Mengutip dari artikel SustaIN “Seri ISO ke-30: Manfaat ISO 31000:2018 Manajemen Risiko”, organisasi tidak terlepas dari berbagai risiko yang kemungkinan terjadi. Sesuai dengan ISO 31000:2018 Manajemen Risiko, organisasi harus melakukan penilaian risiko dan menetapkan perlakuan risiko demi mencapai tujuan dan sasaran organisasi.  Dalam menjalankan proses bisnis, organisasi berhubungan dengan berbagai pemangku kepentingan yang dalam perkembangannya mudah berubah dan terkadang saling bertentangan. Selain itu, kasus korupsi karena buruknya tata kelola (termasuk pengelolaan manajemen risiko) juga masih rawan terjadi pada berbagai sektor. 
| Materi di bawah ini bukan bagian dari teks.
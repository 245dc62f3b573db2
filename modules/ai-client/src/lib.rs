pub mod error;
pub mod openai;
pub mod util;

pub use error::AiError;
pub use openai::{OpenAi, StructuredOutput};
pub use util::{is_bare_json_object, truncate_to_char_boundary};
Pengelolaan manajemen risiko yang tidak efektif dapat menciptakan celah untuk melakukan korupsi. Beberapa contoh kasus yang menarik perhatian publik seperti yang terjadi pada kasus korupsi PT Timah Tbk, dimana kasus tersebut terjadi salah satunya karena lemahnya pengawasan/kontrol internal terhadap kinerja perusahaan. Hal tersebut mengakibatkan terjadinya kegiatan tambang ilegal yang tidak sesuai dengan Standar Operate Procedure (SOP) dan regulasi yang berlaku. Kasus tersebut juga menyoroti lemahnya pengawasan dalam tata kelola Sumber Daya Alam (SDA) di Indonesia. Hal serupa terjadi pada kasus korupsi Asuransi Jiwasraya dimana puncak dari terungkapnya kasus ini adalah terjadinya ketidakmampuan perusahaan dalam membayar klaim yang jatuh tempo. Kondisi ini menunjukkan perusahaan tidak mampu melakukan manajemen risiko kecurangan termasuk risiko korupsi yang efektif (Simak juga artikel SustaIN “Menguak Grand Corruption Perusahaan Jasa Asuransi”).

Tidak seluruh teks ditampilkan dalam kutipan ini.